Là, les chercheurs expliquent qu’ils ont soumis le châle à des tests d’imagerie infrarouge et de spectrophotométrie. Ils ont également inspecté les taches à l’aide d’un microscope pour déterminer leur origine. Sous une lumière ultraviolette, ils ont découvert qu’une tache était peut-être produite par du sperme.
Les chercheurs ont ensuite aspiré les fragments d’ADN qu’ils pouvaient trouver sur le châle, trouvant peu de contamination moderne et de nombreux fragments courts dégradés, cohérents avec un ADN de cet âge. Ils ont comparé l’ADN mitochondrial de l’échantillon, qui se transmet de la mère à l’enfant, à un descendant d’Eddowes, et ont trouvé une correspondance. L’équipe a également trouvé une correspondance avec un descendant de Kosminski dans d’autres morceaux d’ADN mitochondrial.
« Toutes les données recueillies soutiennent l’hypothèse que le châle contient du matériel biologique de Catherine Eddowes et que les séquences d’ADNmt obtenues à partir des taches de sperme correspondent aux séquences de l’un des principaux suspects de la police, Aaron Kosminski », écrivent-ils dans l’étude.

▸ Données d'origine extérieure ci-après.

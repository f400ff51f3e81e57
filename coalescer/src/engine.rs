//! Public entry point: executor registration, the coalescing call path, and lifecycle.
//!
//! An [`Engine`] owns its own registry and window table, so independent engines can coexist in
//! one process. Handles are cheap to clone and share the same state.

use std::{borrow::Cow, sync::Arc};

use parking_lot::Mutex;
use tokio::{sync::oneshot, task::JoinHandle};

use crate::{
    config::CoalescerConfig,
    error::CoalesceError,
    registry::{BatchExecutor, Registry},
    scheduler::Scheduler,
};

/// Prefix that turns a single-item operation name into its batch counterpart.
pub const BATCH_PREFIX: &str = "Batch";

/// `GetMember` -> `BatchGetMember`; names that already carry the prefix are returned unchanged.
pub fn batch_operation_name(operation: &str) -> Cow<'_, str> {
    if operation.starts_with(BATCH_PREFIX) {
        Cow::Borrowed(operation)
    } else {
        Cow::Owned(format!("{BATCH_PREFIX}{operation}"))
    }
}

/// Coalesces concurrent single-item calls into batched executor invocations.
///
/// `P` is the per-call parameter and `A` the aggregate an executor returns for a whole batch.
pub struct Engine<P, A> {
    inner: Arc<EngineInner<P, A>>,
}

impl<P, A> Clone for Engine<P, A> {
    fn clone(&self) -> Self {
        Self {
            inner: Arc::clone(&self.inner),
        }
    }
}

struct EngineInner<P, A> {
    registry: Arc<Registry<P, A>>,
    scheduler: Arc<Scheduler<P, A>>,
    running: Mutex<Option<RunningLoop>>,
}

struct RunningLoop {
    stop: oneshot::Sender<()>,
    task: JoinHandle<()>,
}

impl<P, A> Engine<P, A>
where
    P: Clone + Send + 'static,
    A: Send + Sync + 'static,
{
    /// Validate `cfg` and build an engine. The trigger loop does not run until [`Engine::start`].
    pub fn configure(cfg: CoalescerConfig) -> Result<Self, CoalesceError> {
        cfg.validate()?;
        let registry = Arc::new(Registry::new());
        let scheduler = Arc::new(Scheduler::new(Arc::clone(&registry), &cfg));
        Ok(Self {
            inner: Arc::new(EngineInner {
                registry,
                scheduler,
                running: Mutex::new(None),
            }),
        })
    }

    /// Register the executor for a batch operation (e.g. `BatchGetMember`).
    pub fn register<E>(&self, operation: &str, executor: E)
    where
        E: BatchExecutor<P, A> + 'static,
    {
        self.inner.registry.register(operation, Arc::new(executor));
    }

    /// Spawn the trigger loop on the current Tokio runtime.
    ///
    /// Starting a running engine is a no-op; starting after [`Engine::shutdown`] fails.
    pub fn start(&self) -> Result<(), CoalesceError> {
        if self.inner.scheduler.is_closed() {
            return Err(CoalesceError::EngineShutdown);
        }

        let mut running = self.inner.running.lock();
        if running.is_some() {
            tracing::warn!("coalescing engine already started");
            return Ok(());
        }

        let (stop, stop_rx) = oneshot::channel();
        let task = tokio::spawn(Arc::clone(&self.inner.scheduler).run(stop_rx));
        *running = Some(RunningLoop { stop, task });
        Ok(())
    }

    /// Submit `param` to the current window of `operation` and wait for the batch to complete.
    ///
    /// `operation` is mapped through [`batch_operation_name`]. On success the caller receives
    /// `extract(aggregate, &param)`; on failure every caller in the window receives the same error.
    ///
    /// Dropping the returned future does not withdraw `param` from its batch.
    pub async fn call<V, F>(
        &self,
        operation: &str,
        param: P,
        extract: F,
    ) -> Result<V, CoalesceError>
    where
        F: FnOnce(&A, &P) -> V,
    {
        let operation = batch_operation_name(operation);
        let waiter = self.inner.scheduler.enqueue(&operation, param.clone())?;
        let aggregate = waiter.wait().await?;
        Ok(extract(&aggregate, &param))
    }

    /// Stop the trigger loop and fail every window that is still accumulating.
    ///
    /// New calls fail with [`CoalesceError::EngineShutdown`]. Batches already executing run to
    /// completion and deliver their real outcome.
    pub async fn shutdown(&self) {
        if !self.inner.scheduler.close() {
            return;
        }

        let running = self.inner.running.lock().take();
        if let Some(RunningLoop { stop, task }) = running {
            let _ = stop.send(());
            if let Err(err) = task.await {
                tracing::error!(error = %err, "scheduler task failed");
            }
        }

        let released = self.inner.scheduler.fail_open_windows();
        tracing::info!(
            event = "engine_shutdown",
            released_waiters = released,
            "coalescing engine shut down"
        );
    }

    /// Number of windows currently accepting parameters.
    pub fn open_windows(&self) -> usize {
        self.inner.scheduler.open_windows()
    }
}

Mais comme le rapporte Adam à Science, ces données plus détaillées n’en disent toujours pas assez. Comme le souligne Hansi Weissensteiner, un expert en ADN mitochondrial, l’ADN mitochondrial ne peut pas être utilisé pour identifier positivement un suspect, il ne peut qu’en exclure un puisque des milliers d’autres personnes auraient pu avoir le même ADN mitochondrial. En outre, les experts ont critiqué la manière dont les résultats ont été publiés, certaines données étant présentées sous forme de graphiques au lieu des résultats réels. Le médecin légiste Walther Parson estime que les auteurs devraient publier les séquences d’ADN mitochondrial. « Sinon, le lecteur ne peut pas juger du résultat », dit Parson.

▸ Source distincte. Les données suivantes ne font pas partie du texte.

//! Batch executors and the name -> executor lookup table.

use std::{future::Future, sync::Arc};

use async_trait::async_trait;
use dashmap::DashMap;

use crate::error::CoalesceError;

/// Performs the batched remote work for one operation.
///
/// The aggregate `A` is opaque to the engine; waiters pull their own slice out of it with the
/// extractor they passed to [`crate::engine::Engine::call`].
#[async_trait]
pub trait BatchExecutor<P, A>: Send + Sync {
    async fn execute(&self, params: Vec<P>) -> anyhow::Result<A>;
}

#[async_trait]
impl<P, A, E> BatchExecutor<P, A> for Arc<E>
where
    P: Send + 'static,
    A: Send + 'static,
    E: BatchExecutor<P, A> + ?Sized,
{
    async fn execute(&self, params: Vec<P>) -> anyhow::Result<A> {
        (**self).execute(params).await
    }
}

/// Adapter returned by [`executor_fn`].
pub struct FnExecutor<F>(F);

/// Wrap an async closure `Fn(Vec<P>) -> Future<Output = anyhow::Result<A>>` as an executor.
pub fn executor_fn<F>(f: F) -> FnExecutor<F> {
    FnExecutor(f)
}

#[async_trait]
impl<P, A, F, Fut> BatchExecutor<P, A> for FnExecutor<F>
where
    P: Send + 'static,
    A: Send + 'static,
    F: Fn(Vec<P>) -> Fut + Send + Sync,
    Fut: Future<Output = anyhow::Result<A>> + Send + 'static,
{
    async fn execute(&self, params: Vec<P>) -> anyhow::Result<A> {
        (self.0)(params).await
    }
}

pub(crate) struct Registry<P, A> {
    executors: DashMap<String, Arc<dyn BatchExecutor<P, A>>>,
}

impl<P, A> Registry<P, A> {
    pub(crate) fn new() -> Self {
        Self {
            executors: DashMap::new(),
        }
    }

    /// Store `executor` under `name`, replacing any previous registration.
    pub(crate) fn register(&self, name: &str, executor: Arc<dyn BatchExecutor<P, A>>) {
        if self.executors.insert(name.to_string(), executor).is_some() {
            tracing::warn!(operation = %name, "replaced registered executor");
        } else {
            tracing::debug!(operation = %name, "registered executor");
        }
    }

    pub(crate) fn resolve(
        &self,
        name: &str,
    ) -> Result<Arc<dyn BatchExecutor<P, A>>, CoalesceError> {
        self.executors
            .get(name)
            .map(|entry| Arc::clone(entry.value()))
            .ok_or_else(|| CoalesceError::UnregisteredOperation(name.to_string()))
    }
}

#[cfg(test)]
mod tests {
    use super::*;

    fn len_executor() -> Arc<dyn BatchExecutor<u32, usize>> {
        Arc::new(executor_fn(|params: Vec<u32>| async move {
            Ok::<_, anyhow::Error>(params.len())
        }))
    }

    #[tokio::test]
    async fn resolves_registered_executor() {
        let registry = Registry::new();
        registry.register("BatchCount", len_executor());

        let executor = registry.resolve("BatchCount").unwrap();
        assert_eq!(executor.execute(vec![1, 2, 3]).await.unwrap(), 3);
    }

    #[test]
    fn unknown_name_is_unregistered() {
        let registry = Registry::<u32, usize>::new();
        match registry.resolve("BatchMissing") {
            Err(CoalesceError::UnregisteredOperation(name)) => assert_eq!(name, "BatchMissing"),
            Err(other) => panic!("unexpected error: {other}"),
            Ok(_) => panic!("expected an unregistered operation"),
        }
    }

    #[tokio::test]
    async fn registering_twice_overwrites() {
        let registry = Registry::new();
        registry.register("BatchCount", len_executor());
        registry.register(
            "BatchCount",
            Arc::new(executor_fn(|_params: Vec<u32>| async move {
                Ok::<_, anyhow::Error>(42usize)
            })),
        );

        let executor = registry.resolve("BatchCount").unwrap();
        assert_eq!(executor.execute(vec![1]).await.unwrap(), 42);
    }
}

Au delà des résultats, il y a un obstacle encore plus grand qui se prépare – la provenance du châle. Pour The Conversation, Mick Reed explique que l’histoire de l’origine du châle est pleine de problèmes. Un châle a-t-il été ramassé par l’agent de la police métropolitaine Amos Simpson sur la scène du crime cette nuit-là ? Même si c’était vrai, la question de savoir si ce foulard est authentique est sujette à débat ; le tissu a été précédemment daté de la période édouardienne, de 1901 à 1910, ainsi que du début des années 1800, et pourrait provenir de n’importe où en Europe.
L’historienne Hallie Rubenhold, auteur du nouveau livre The Five : The Untold Lives of the Women Killed by Jack the Ripper, a fait partie des experts de l’Éventreur à critiquer les conclusions. « Il n’y a aucune preuve historique, aucun document qui relie ce châle à Kate Eddowes. C’est l’histoire à son pire « , a-t-elle écrit sur Twitter en réponse à un titre qui affirmait que la recherche nouvellement publiée » prouvait » que Jack l’Éventreur avait été identifié.

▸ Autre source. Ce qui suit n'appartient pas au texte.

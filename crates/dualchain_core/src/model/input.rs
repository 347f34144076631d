//! Raw input validation for the add operation.
//!
//! # Responsibility
//! - Turn untrusted caller input into a validated draft node.
//! - Reject empty content and unparseable timestamps before any mutation.
//!
//! # Invariants
//! - A `NodeDraft` always holds trimmed, non-empty content and a parsed
//!   timestamp; the chain store relies on this and re-validates nothing.

use crate::model::node::Node;
use chrono::{DateTime, NaiveDateTime, TimeZone, Utc};
use std::error::Error;
use std::fmt::{Display, Formatter};

/// Naive formats accepted from datetime-local style inputs.
const NAIVE_FORMATS: &[&str] = &["%Y-%m-%dT%H:%M:%S", "%Y-%m-%dT%H:%M"];

/// Validation failure for raw add input.
#[derive(Debug, Clone, PartialEq, Eq)]
pub enum NodeInputError {
    /// Content was empty or whitespace-only.
    EmptyContent,
    /// Timestamp text did not parse in any accepted format.
    InvalidTimestamp(String),
}

impl Display for NodeInputError {
    fn fmt(&self, f: &mut Formatter<'_>) -> std::fmt::Result {
        match self {
            Self::EmptyContent => write!(f, "node content must not be empty"),
            Self::InvalidTimestamp(raw) => write!(f, "invalid node timestamp: `{raw}`"),
        }
    }
}

impl Error for NodeInputError {}

/// Raw, unvalidated input as collected from the caller.
#[derive(Debug, Clone, PartialEq, Eq)]
pub struct NodeInput {
    /// Entry text; trimmed during validation.
    pub content: String,
    /// Timestamp text; RFC 3339 or naive `YYYY-MM-DDTHH:MM[:SS]`.
    pub dt: String,
    /// Duration in minutes; absent means 0.
    pub duration: Option<u32>,
}

impl NodeInput {
    pub fn new(
        content: impl Into<String>,
        dt: impl Into<String>,
        duration: Option<u32>,
    ) -> Self {
        Self {
            content: content.into(),
            dt: dt.into(),
            duration,
        }
    }

    /// Validates this input into a draft the chain store accepts as-is.
    ///
    /// # Errors
    /// - `EmptyContent` when the trimmed content is empty.
    /// - `InvalidTimestamp` when the timestamp parses in no accepted format.
    pub fn validate(&self) -> Result<NodeDraft, NodeInputError> {
        let content = self.content.trim();
        if content.is_empty() {
            return Err(NodeInputError::EmptyContent);
        }

        let dt = parse_timestamp(&self.dt)
            .ok_or_else(|| NodeInputError::InvalidTimestamp(self.dt.clone()))?;

        Ok(NodeDraft {
            content: content.to_string(),
            dt,
            duration: self.duration.unwrap_or(0),
        })
    }
}

/// Validated payload for one add operation. Carries everything a new node
/// needs except identity and pairing, which the chain store assigns.
#[derive(Debug, Clone, PartialEq, Eq)]
pub struct NodeDraft {
    pub content: String,
    pub dt: DateTime<Utc>,
    pub duration: u32,
}

impl NodeDraft {
    /// Materializes one unpaired node with a fresh ID.
    pub fn into_node(self) -> Node {
        Node::new(self.content, self.dt, self.duration)
    }
}

/// Parses RFC 3339 first, then naive datetime-local formats as UTC.
fn parse_timestamp(raw: &str) -> Option<DateTime<Utc>> {
    let trimmed = raw.trim();
    if trimmed.is_empty() {
        return None;
    }

    if let Ok(parsed) = DateTime::parse_from_rfc3339(trimmed) {
        return Some(parsed.with_timezone(&Utc));
    }

    for format in NAIVE_FORMATS {
        if let Ok(naive) = NaiveDateTime::parse_from_str(trimmed, format) {
            return Some(Utc.from_utc_datetime(&naive));
        }
    }

    None
}

#[cfg(test)]
mod tests {
    use super::{parse_timestamp, NodeInput, NodeInputError};
    use chrono::{TimeZone, Utc};

    #[test]
    fn validate_trims_content_and_defaults_duration() {
        let input = NodeInput::new("  standup  ", "2024-01-01T09:00", None);
        let draft = input.validate().expect("valid input");
        assert_eq!(draft.content, "standup");
        assert_eq!(draft.duration, 0);
        assert_eq!(draft.dt, Utc.with_ymd_and_hms(2024, 1, 1, 9, 0, 0).unwrap());
    }

    #[test]
    fn validate_rejects_whitespace_only_content() {
        let input = NodeInput::new("   ", "2024-01-01T09:00", Some(30));
        assert_eq!(input.validate().unwrap_err(), NodeInputError::EmptyContent);
    }

    #[test]
    fn validate_rejects_unparseable_timestamp() {
        let input = NodeInput::new("standup", "yesterday-ish", Some(30));
        assert_eq!(
            input.validate().unwrap_err(),
            NodeInputError::InvalidTimestamp("yesterday-ish".to_string())
        );
    }

    #[test]
    fn parse_timestamp_accepts_rfc3339_and_naive_forms() {
        let expected = Utc.with_ymd_and_hms(2024, 1, 1, 9, 0, 0).unwrap();
        assert_eq!(parse_timestamp("2024-01-01T09:00:00Z"), Some(expected));
        assert_eq!(parse_timestamp("2024-01-01T09:00:00"), Some(expected));
        assert_eq!(parse_timestamp("2024-01-01T09:00"), Some(expected));
        assert_eq!(parse_timestamp(""), None);
    }
}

Bien qu’il semble qu’il n’y ait aucun moyen de savoir avec certitude qui était le meurtrier, Rubenhold fait valoir que cela n’a pas tant d’importance que cela. Ce qu’elle privilégie, ce sont les identités des femmes qu’il a assassinées, dont nous connaissons les noms. Comme l’a récemment rapporté Meilan Solly pour Smithsonian.com, les recherches de Rubenhold « consacrent peu de place à l’homme qui a tué ses sujets et à la manière sanglante dont il l’a fait ». Au lieu de cela, elle déplace l’accent du récit de Jack l’Éventreur vers les vies – et non les morts – de ses victimes.